It's also important to remember this feature is in beta.
The Problem
We've been working on chatbot projects for many years now and a large number of our chatbot projects have shared a similar requirement: the ability to answer a large number of questions on a particular subject. This may be to answer technical questions about a product offering or to offer information for a particular service.
Often the information related to these types of questions is held on our chatbot customer's own websites as FAQ pages or in specific PDFs or unstructured text documents.
These types of knowledge bases can often hold large amounts of information and so technically they will provide answers to thousands of chatbot questions.
The challenge for a successful chatbot is utilising this often unstructured information to understand a question and provide the correct answer.

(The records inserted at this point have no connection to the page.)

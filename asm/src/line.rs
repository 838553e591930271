//! Source line recognition.
//!
//! Three line shapes are accepted (whitespace is flexible, a trailing
//! `; comment` is stripped, blank and comment-only lines yield nothing):
//!
//! 1. `label: [mnemonic [operands]]`
//! 2. `label EQU expression` (the colon is optional only for EQU)
//! 3. `[mnemonic [operands]]`

use once_cell::sync::Lazy;
use regex::Regex;

use crate::error::DiagnosticKind;

/// One source line reduced to its parts. Operands keep their source
/// spelling; the mnemonic is uppercased.
#[derive(Debug, Clone, PartialEq, Eq)]
pub struct SourceLine {
    pub line_num: u32,
    pub label: Option<String>,
    pub mnemonic: Option<String>,
    pub operands: Vec<String>,
}

static LABELED: Lazy<Regex> =
    Lazy::new(|| Regex::new(r"^([A-Za-z_][A-Za-z0-9_]*)\s*:\s*(.*)$").unwrap());
static EQU_FORM: Lazy<Regex> =
    Lazy::new(|| Regex::new(r"(?i)^([A-Za-z_][A-Za-z0-9_]*)\s+EQU\b\s*(.*)$").unwrap());
static STATEMENT: Lazy<Regex> =
    Lazy::new(|| Regex::new(r"^([A-Za-z_][A-Za-z0-9_]*)\s*(.*)$").unwrap());

/// Strip a trailing comment. A `;` inside a double-quoted string or a
/// char literal does not start a comment. Char literals are recognized as
/// the atomic three-character window `'x'`, never as an open-ended quote:
/// the bare apostrophe in `AF'` has no closing quote two characters on,
/// so a comment after an EX AF,AF' is still stripped.
fn strip_comment(line: &str) -> &str {
    let chars: Vec<(usize, char)> = line.char_indices().collect();
    let mut in_string = false;
    let mut i = 0;
    while i < chars.len() {
        match chars[i].1 {
            '"' => in_string = !in_string,
            '\'' if !in_string && i + 2 < chars.len() && chars[i + 2].1 == '\'' => {
                i += 3;
                continue;
            }
            ';' if !in_string => return &line[..chars[i].0],
            _ => {}
        }
        i += 1;
    }
    line
}

/// Split an operand list on commas, leaving commas inside quoted strings
/// alone. Each piece is trimmed.
fn split_operands(text: &str) -> Vec<String> {
    let text = text.trim();
    if text.is_empty() {
        return Vec::new();
    }
    let mut out = Vec::new();
    let mut current = String::new();
    let mut quote: Option<char> = None;
    for ch in text.chars() {
        match quote {
            Some(q) => {
                if ch == q {
                    quote = None;
                }
                current.push(ch);
            }
            None => match ch {
                '"' | '\'' => {
                    quote = Some(ch);
                    current.push(ch);
                }
                ',' => {
                    out.push(current.trim().to_string());
                    current.clear();
                }
                _ => current.push(ch),
            },
        }
    }
    out.push(current.trim().to_string());
    out
}

/// Parse one raw source line. `Ok(None)` for blank or comment-only lines;
/// a line matching none of the accepted shapes is a syntax error.
pub fn parse_line(raw: &str, line_num: u32) -> Result<Option<SourceLine>, DiagnosticKind> {
    let text = strip_comment(raw).trim();
    if text.is_empty() {
        return Ok(None);
    }

    let (label, rest) = if let Some(caps) = LABELED.captures(text) {
        (
            Some(caps[1].to_string()),
            caps.get(2).map_or("", |m| m.as_str()).to_string(),
        )
    } else if let Some(caps) = EQU_FORM.captures(text) {
        // Colon-less label, valid only in front of EQU.
        return Ok(Some(SourceLine {
            line_num,
            label: Some(caps[1].to_string()),
            mnemonic: Some("EQU".to_string()),
            operands: split_operands(caps.get(2).map_or("", |m| m.as_str())),
        }));
    } else {
        (None, text.to_string())
    };

    let rest = rest.trim();
    if rest.is_empty() {
        // Bare label.
        return Ok(Some(SourceLine {
            line_num,
            label,
            mnemonic: None,
            operands: Vec::new(),
        }));
    }

    let caps = STATEMENT.captures(rest).ok_or(DiagnosticKind::Syntax)?;
    Ok(Some(SourceLine {
        line_num,
        label,
        mnemonic: Some(caps[1].to_ascii_uppercase()),
        operands: split_operands(caps.get(2).map_or("", |m| m.as_str())),
    }))
}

To meet this challenge we can look at 2 approaches; the traditional one and using the new Dialogflow Knowledge Connectors.
The Solution
Traditional Approach
Stepping back a bit it's important to briefly go over the traditional approach to creating chatbot conversational ability. There are a number of different chatbot frameworks out there such as Google Dialogflow, IBM Watson, Microsoft Bot, Rasa etc and they all largely use the same concepts. A user submits a voice or text query and this utterance will be matched to an intent and any entities extracted. The matched intent would either provide a static response or rely on some form of application layer to perform the required action to provide the response to the user.
This approach can be easy. However, things can get complex and difficult to manage if the scope of intents is very large and or/ the information is constantly being updated. If we want to support questions with knowledge base information then each question needs to be created as an intent and the correct response formulated. This can lead to problems such as:
- Problems with the Intent Classification model grow causing more incorrect classifications.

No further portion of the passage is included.